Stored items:
※ ※ ※

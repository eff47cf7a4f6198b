//! Headless benchmark of the physics step.
//! Runs each particle count with the cursor circling the window center.

use repel_core::SimConfig;
use repel_physics::particle::generate_seeded;
use repel_physics::{step, thermodynamics};
use std::time::Instant;

const FRAMES: u32 = 300;
const FRAME_DT: f32 = 1.0 / 60.0;

/// Cursor position on a circle around the window center
fn cursor_at(frame: u32, config: &SimConfig) -> [f32; 2] {
    let angle = frame as f32 / FRAMES as f32 * std::f32::consts::TAU;
    let radius = config.height * 0.3;
    [
        config.width * 0.5 + radius * angle.cos(),
        config.height * 0.5 + radius * angle.sin(),
    ]
}

fn main() {
    let config = SimConfig::default();
    let counts = [100u32, 500, 1000, 2500];
    let dt = FRAME_DT * config.slow_motion;

    eprintln!("Stepping {} frames per run...", FRAMES);

    println!(
        "{:>6} | {:>12} | {:>10} | {:>12} | {:>9}",
        "count", "step (ms)", "avg speed", "kinetic E", "contacts"
    );

    for (i, &count) in counts.iter().enumerate() {
        let seed = 1000 + i as u64 * 7919;
        let mut particles = generate_seeded(count, &config, seed);

        let mut total_contacts = 0usize;
        let start = Instant::now();
        for frame in 0..FRAMES {
            let mouse = cursor_at(frame, &config);
            total_contacts += step(&mut particles, dt, Some(mouse), &config);
        }
        let elapsed = start.elapsed();

        println!(
            "{:>6} | {:>12.3} | {:>10.2} | {:>12.1} | {:>9.1}",
            count,
            elapsed.as_secs_f64() * 1000.0 / FRAMES as f64,
            thermodynamics::mean_speed(&particles),
            thermodynamics::kinetic_energy(&particles),
            total_contacts as f64 / FRAMES as f64,
        );
    }
}
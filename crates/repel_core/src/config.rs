use crate::constants::{MAX_PARTICLES, MIN_PARTICLES, WINDOW_HEIGHT, WINDOW_WIDTH};

/// Simulation configuration
#[derive(Debug, Clone, PartialEq)]
pub struct SimConfig {
    /// Multiplier applied to frame time before stepping (0.5 = half speed)
    pub slow_motion: f32,
    /// Peak acceleration applied at the cursor position
    pub repulsion: f32,
    /// Fraction of velocity removed per second
    pub drag: f32,
    /// Distance from the cursor within which particles are pushed away
    pub influence_radius: f32,
    /// Simulation width in pixels, equal to the window width
    pub width: f32,
    /// Simulation height in pixels, equal to the window height
    pub height: f32,
    /// Background music volume (1.0 = unchanged)
    pub music_volume: f32,
}

impl Default for SimConfig {
    fn default() -> Self {
        Self {
            slow_motion: 0.5,
            repulsion: 120.0,
            drag: 1.2,
            influence_radius: 75.0,
            width: WINDOW_WIDTH,
            height: WINDOW_HEIGHT,
            music_volume: 1.0,
        }
    }
}

impl SimConfig {
    /// Simulation bounds as [width, height]
    pub fn bounds(&self) -> [f32; 2] {
        [self.width, self.height]
    }
}

/// Clamp a requested particle count into the supported range.
/// Takes a signed value so menu arithmetic can go below zero before clamping.
pub fn clamp_particle_count(requested: i64) -> u32 {
    requested.clamp(MIN_PARTICLES as i64, MAX_PARTICLES as i64) as u32
}
use crate::domain::ports::{LockService, LockToken};
use crate::error::Result;
use async_trait::async_trait;
use std::collections::HashMap;
use std::sync::Arc;
use std::sync::atomic::{AtomicU64, Ordering};
use std::time::Duration;
use tokio::sync::RwLock;
use tokio::time::Instant;

/// How often a waiting acquirer re-checks a contended lock.
const ACQUIRE_POLL_INTERVAL: Duration = Duration::from_millis(10);

struct LockEntry {
    fencing_token: u64,
    lease_deadline: Instant,
}

/// In-process lock service with bounded waits and lease expiry.
///
/// Each key hands out monotonically growing fencing tokens, so a holder that
/// outlived its lease cannot release or shadow the next holder. A lock whose
/// lease ran out counts as free; no background reaper is needed.
#[derive(Default, Clone)]
pub struct InProcessLockService {
    locks: Arc<RwLock<HashMap<String, LockEntry>>>,
    next_token: Arc<AtomicU64>,
}

impl InProcessLockService {
    pub fn new() -> Self {
        Self::default()
    }

    async fn grab(&self, key: &str, lease: Duration) -> Option<LockToken> {
        let now = Instant::now();
        let mut locks = self.locks.write().await;
        match locks.get(key) {
            Some(entry) if now < entry.lease_deadline => None,
            _ => {
                let fencing_token = self.next_token.fetch_add(1, Ordering::Relaxed) + 1;
                locks.insert(
                    key.to_string(),
                    LockEntry {
                        fencing_token,
                        lease_deadline: now + lease,
                    },
                );
                Some(LockToken {
                    key: key.to_string(),
                    fencing_token,
                })
            }
        }
    }
}

#[async_trait]
impl LockService for InProcessLockService {
    async fn try_acquire(
        &self,
        key: &str,
        wait: Duration,
        lease: Duration,
    ) -> Result<Option<LockToken>> {
        let wait_deadline = Instant::now() + wait;
        loop {
            if let Some(token) = self.grab(key, lease).await {
                return Ok(Some(token));
            }
            let now = Instant::now();
            if now >= wait_deadline {
                return Ok(None);
            }
            tokio::time::sleep(ACQUIRE_POLL_INTERVAL.min(wait_deadline - now)).await;
        }
    }

    async fn release(&self, token: LockToken) -> Result<()> {
        let mut locks = self.locks.write().await;
        // a stale token must not free a lock someone else holds by now
        if locks
            .get(&token.key)
            .is_some_and(|entry| entry.fencing_token == token.fencing_token)
        {
            locks.remove(&token.key);
        }
        Ok(())
    }

    async fn is_held(&self, token: &LockToken) -> Result<bool> {
        let locks = self.locks.read().await;
        Ok(locks.get(&token.key).is_some_and(|entry| {
            entry.fencing_token == token.fencing_token && Instant::now() < entry.lease_deadline
        }))
    }
}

※ ※ ※

Count how many lines of the entries contain the word "start", and respond with that count only.

§ **EXERCISE ANSWER**
2